Data-driven prediction and origin identification of epidemics in population networks
Karen Larson, Clark Bowman, Zhizhong Chen, Panagiotis Hadjidoukas,, Costas Papadimitriou, Petros Koumoutsakos, Anastasios Matzavinos

TL;DR
This paper presents a Bayesian framework for predicting epidemics and identifying their origins in population networks, leveraging parallel computing to handle complex models with limited noisy data.
Contribution
It introduces a novel Bayesian uncertainty quantification method for epidemic prediction and origin detection that is scalable with parallel computing architectures.
Findings
Effective model fitting with noisy data
Successful identification of epidemic origins
Framework applicable to real-world epidemic management
Abstract
Effective intervention strategies for epidemics rely on the identification of their origin and on the robustness of the predictions made by network disease models.
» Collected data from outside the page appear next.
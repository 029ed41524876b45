#![forbid(unsafe_code)]

use std::time::Duration;

use anyhow::Context as _;
use futures::StreamExt as _;
use parley_domain::Message;
use redis::AsyncCommands as _;
use redis::aio::MultiplexedConnection;
use tracing::{info, warn};

use crate::server::store::{MessageStore, StoreEvent, StoreSubscription, decode_entries};

/// Redis rejects expiries whose millisecond form overflows.
const MAX_EXPIRE_SECS: u64 = i64::MAX as u64 / 1000;

/// Redis-backed store shared by every gateway instance.
///
/// Lists are written newest-first (`LPUSH`) and reversed on read.
pub struct RedisMessageStore {
	client: redis::Client,
	conn: MultiplexedConnection,
}

impl RedisMessageStore {
	pub async fn connect(url: &str) -> anyhow::Result<Self> {
		let client = redis::Client::open(url).context("parse redis url")?;
		let mut conn = client
			.get_multiplexed_async_connection()
			.await
			.context("connect to redis")?;

		let _: String = redis::cmd("PING")
			.query_async(&mut conn)
			.await
			.context("redis PING")?;

		info!("connected to redis store");
		Ok(Self { client, conn })
	}
}

#[async_trait::async_trait]
impl MessageStore for RedisMessageStore {
	async fn publish(&self, topic: &str, message: &Message) -> anyhow::Result<()> {
		let payload = serde_json::to_string(message).context("serialize message")?;
		let mut conn = self.conn.clone();
		let _: i64 = conn.publish(topic, payload).await.context("redis PUBLISH")?;
		Ok(())
	}

	async fn subscribe(&self, pattern: &str) -> anyhow::Result<StoreSubscription> {
		let mut pubsub = self.client.get_async_pubsub().await.context("open redis pubsub")?;
		pubsub.psubscribe(pattern).await.context("redis PSUBSCRIBE")?;

		let events = pubsub.into_on_message().filter_map(|msg| async move {
			let topic = msg.get_channel_name().to_string();
			match msg.get_payload::<String>() {
				Ok(payload) => Some(StoreEvent { topic, payload }),
				Err(e) => {
					warn!(%topic, error = %e, "non-text pubsub payload; skipping");
					None
				}
			}
		});

		Ok(events.boxed())
	}

	async fn append_bounded(
		&self,
		key: &str,
		message: &Message,
		max_len: Option<usize>,
		ttl: Duration,
	) -> anyhow::Result<()> {
		let payload = serde_json::to_string(message).context("serialize message")?;

		let mut pipe = redis::pipe();
		pipe.atomic().lpush(key, payload).ignore();
		if let Some(max) = max_len {
			let stop = isize::try_from(max).unwrap_or(isize::MAX) - 1;
			pipe.ltrim(key, 0, stop).ignore();
		}
		let secs = i64::try_from(ttl.as_secs().clamp(1, MAX_EXPIRE_SECS)).unwrap_or(1);
		pipe.expire(key, secs).ignore();

		let mut conn = self.conn.clone();
		let _: () = pipe.query_async(&mut conn).await.context("redis append pipeline")?;
		Ok(())
	}

	async fn read_recent(&self, key: &str, limit: Option<usize>) -> anyhow::Result<Vec<Message>> {
		let stop = match limit {
			Some(0) => return Ok(Vec::new()),
			Some(n) => isize::try_from(n).unwrap_or(isize::MAX) - 1,
			None => -1,
		};

		let mut conn = self.conn.clone();
		let mut raw: Vec<String> = conn.lrange(key, 0, stop).await.context("redis LRANGE")?;
		raw.reverse();

		Ok(decode_entries(key, raw))
	}

	async fn drop_oldest(&self, key: &str, count: usize) -> anyhow::Result<()> {
		if count == 0 {
			return Ok(());
		}

		// Oldest entries sit at the tail.
		let stop = -isize::try_from(count).unwrap_or(isize::MAX - 1) - 1;
		let mut conn = self.conn.clone();
		let _: () = conn.ltrim(key, 0, stop).await.context("redis LTRIM")?;
		Ok(())
	}

	async fn clear(&self, key: &str) -> anyhow::Result<()> {
		let mut conn = self.conn.clone();
		let _: () = conn.del(key).await.context("redis DEL")?;
		Ok(())
	}
}
#![forbid(unsafe_code)]

use std::collections::HashMap;
use std::fmt;
use std::sync::Arc;
use std::sync::atomic::{AtomicU64, Ordering};
use std::time::Duration;

use parley_domain::{Message, OutgoingFrame, RoomId, StoreKey, UserId};
use tokio::sync::{mpsc, oneshot};
use tracing::{debug, info, warn};

use crate::server::persist::StoreWriter;
use crate::server::store::MessageStore;
use crate::util::shutdown::{ShutdownRx, wait_for_shutdown};

/// Outbound queue capacity per connection.
pub const DEFAULT_OUTBOUND_CAPACITY: usize = 256;

/// Process-unique connection identifier.
#[derive(Debug, Clone, Copy, PartialEq, Eq, Hash, PartialOrd, Ord)]
pub struct ConnectionId(u64);

impl ConnectionId {
	pub fn next() -> Self {
		static NEXT: AtomicU64 = AtomicU64::new(1);
		Self(NEXT.fetch_add(1, Ordering::Relaxed))
	}
}

impl fmt::Display for ConnectionId {
	fn fmt(&self, f: &mut fmt::Formatter<'_>) -> fmt::Result {
		write!(f, "conn-{}", self.0)
	}
}

/// The hub's view of a connection: who it is, where it sits, and how to reach its writer.
///
/// Dropping the last `Member` for a connection closes its outbound queue.
#[derive(Debug)]
pub struct Member {
	pub id: ConnectionId,
	pub user: UserId,
	/// `None` lands the connection in the default room.
	pub room: Option<RoomId>,
	pub outbound: mpsc::Sender<OutgoingFrame>,
}

#[derive(Debug, Clone)]
pub struct HubConfig {
	pub command_queue_capacity: usize,
	pub unread_ttl: Duration,
}

impl Default for HubConfig {
	fn default() -> Self {
		Self {
			command_queue_capacity: 1024,
			unread_ttl: Duration::from_secs(24 * 60 * 60),
		}
	}
}

#[derive(Debug, thiserror::Error)]
#[error("hub is not running")]
pub struct HubClosed;

enum HubCommand {
	Register(Member),
	Unregister(ConnectionId),
	Broadcast(Message),
	RoomCounts(oneshot::Sender<HashMap<RoomId, usize>>),
}

/// Cheap, cloneable handle for submitting work to the hub loop.
#[derive(Debug, Clone)]
pub struct HubHandle {
	tx: mpsc::Sender<HubCommand>,
}

impl HubHandle {
	pub async fn register(&self, member: Member) -> Result<(), HubClosed> {
		self.tx.send(HubCommand::Register(member)).await.map_err(|_| HubClosed)
	}

	pub async fn unregister(&self, id: ConnectionId) -> Result<(), HubClosed> {
		self.tx.send(HubCommand::Unregister(id)).await.map_err(|_| HubClosed)
	}

	pub async fn broadcast(&self, message: Message) -> Result<(), HubClosed> {
		self.tx.send(HubCommand::Broadcast(message)).await.map_err(|_| HubClosed)
	}

	/// Snapshot of member counts per room.
	pub async fn room_counts(&self) -> Result<HashMap<RoomId, usize>, HubClosed> {
		let (reply, rx) = oneshot::channel();
		self.tx.send(HubCommand::RoomCounts(reply)).await.map_err(|_| HubClosed)?;
		rx.await.map_err(|_| HubClosed)
	}
}

/// Start the hub loop. It runs until shutdown is signalled or every handle is dropped.
pub fn spawn_hub(cfg: HubConfig, store: Arc<dyn MessageStore>, writer: StoreWriter, mut shutdown: ShutdownRx) -> HubHandle {
	let (tx, mut rx) = mpsc::channel(cfg.command_queue_capacity.max(1));

	tokio::spawn(async move {
		let mut hub = Hub {
			cfg,
			store,
			writer,
			rooms: HashMap::new(),
			index: HashMap::new(),
		};

		let stop = wait_for_shutdown(&mut shutdown);
		tokio::pin!(stop);

		loop {
			tokio::select! {
				_ = &mut stop => break,
				cmd = rx.recv() => {
					let Some(cmd) = cmd else { break };
					hub.handle(cmd);
				}
			}
		}

		let members = hub.index.len();
		hub.rooms.clear();
		hub.index.clear();
		metrics::gauge!("parley_server_connections").set(0.0);
		info!(members, "hub stopped");
	});

	HubHandle { tx }
}

struct Hub {
	cfg: HubConfig,
	store: Arc<dyn MessageStore>,
	writer: StoreWriter,
	rooms: HashMap<RoomId, HashMap<ConnectionId, Member>>,
	index: HashMap<ConnectionId, RoomId>,
}

impl Hub {
	fn handle(&mut self, cmd: HubCommand) {
		match cmd {
			HubCommand::Register(member) => self.register(member),
			HubCommand::Unregister(id) => {
				if self.remove(id).is_some() {
					debug!(conn = %id, "hub: unregistered");
				}
			}
			HubCommand::Broadcast(message) => self.broadcast(message),
			HubCommand::RoomCounts(reply) => {
				let counts = self.rooms.iter().map(|(room, m)| (room.clone(), m.len())).collect();
				let _ = reply.send(counts);
			}
		}
	}

	fn register(&mut self, mut member: Member) {
		let room = member.room.take().unwrap_or_else(RoomId::default_room);
		let id = member.id;

		// A repeated Register moves the connection.
		self.remove(id);

		tokio::spawn(deliver_unread(
			self.store.clone(),
			member.user.clone(),
			member.outbound.downgrade(),
		));

		member.room = Some(room.clone());
		debug!(conn = %id, user = %member.user, room = %room, "hub: registered");

		self.rooms.entry(room.clone()).or_default().insert(id, member);
		self.index.insert(id, room);
		metrics::gauge!("parley_server_connections").set(self.index.len() as f64);
	}

	fn remove(&mut self, id: ConnectionId) -> Option<Member> {
		let room = self.index.remove(&id)?;
		let members = self.rooms.get_mut(&room)?;
		let member = members.remove(&id);
		if members.is_empty() {
			self.rooms.remove(&room);
		}
		metrics::gauge!("parley_server_connections").set(self.index.len() as f64);
		member
	}

	fn broadcast(&mut self, message: Message) {
		let mut evicted = Vec::new();
		let frame = OutgoingFrame::Chat(message.clone());

		if let Some(target) = message.target() {
			let recipients = self
				.rooms
				.values()
				.flat_map(|members| members.values())
				.filter(|m| &m.user == target);
			for member in recipients {
				if !offer(member, &frame) {
					evicted.push(member.id);
				}
			}

			self.writer
				.append(StoreKey::unread(target), message.clone(), None, self.cfg.unread_ttl);
			metrics::counter!("parley_server_direct_messages_total").increment(1);
		} else if let Some(room) = message.room() {
			if let Some(members) = self.rooms.get(room) {
				for member in members.values() {
					if !offer(member, &frame) {
						evicted.push(member.id);
					}
				}
			}
			metrics::counter!("parley_server_room_messages_total").increment(1);
		} else {
			warn!(sender = %message.sender(), "message has neither room nor target; dropping");
			return;
		}

		for id in evicted {
			if let Some(member) = self.remove(id) {
				metrics::counter!("parley_server_evictions_total").increment(1);
				warn!(conn = %id, user = %member.user, "outbound queue full or closed; evicting connection");
			}
		}
	}
}

/// Non-blocking enqueue. `false` means the member must be evicted.
fn offer(member: &Member, frame: &OutgoingFrame) -> bool {
	member.outbound.try_send(frame.clone()).is_ok()
}

/// Replay a user's unread queue onto one connection, then drop what was delivered.
///
/// Holds only a weak sender so eviction or unregister still closes the queue mid-delivery.
/// Enqueueing never waits: a full or closed queue ends delivery and the rest stays queued for
/// the next connect. Entries appended after the read are left in place.
async fn deliver_unread(store: Arc<dyn MessageStore>, user: UserId, outbound: mpsc::WeakSender<OutgoingFrame>) {
	let key = StoreKey::unread(&user);

	let pending = match store.read_recent(&key, None).await {
		Ok(pending) => pending,
		Err(e) => {
			warn!(user = %user, error = %e, "failed to read unread queue");
			return;
		}
	};

	if pending.is_empty() {
		return;
	}

	let total = pending.len();
	let mut delivered = 0;
	for message in pending {
		let Some(tx) = outbound.upgrade() else {
			debug!(user = %user, "connection gone during unread delivery");
			break;
		};
		match tx.try_send(OutgoingFrame::Chat(message)) {
			Ok(()) => delivered += 1,
			Err(mpsc::error::TrySendError::Full(_)) => {
				debug!(user = %user, delivered, total, "outbound queue full during unread delivery");
				break;
			}
			Err(mpsc::error::TrySendError::Closed(_)) => {
				debug!(user = %user, "connection closed during unread delivery");
				break;
			}
		}
	}

	if delivered == 0 {
		return;
	}

	if let Err(e) = store.drop_oldest(&key, delivered).await {
		warn!(user = %user, error = %e, "failed to trim delivered unread messages");
		return;
	}

	debug!(user = %user, delivered, total, "delivered unread messages");
}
We introduce a Bayesian uncertainty quantification framework to infer model parameters for a disease spreading on a network of communities from limited, noisy observations; the state-of-the-art computational framework compensates for the model complexity by exploiting massively parallel computing architectures. Using noisy, synthetic data, we show the potential of the approach to perform robust model fitting and additionally demonstrate that we can effectively identify the disease origin via Bayesian model selection. As disease-related data are increasingly available, the proposed framework has broad practical relevance for the prediction and management of epidemics.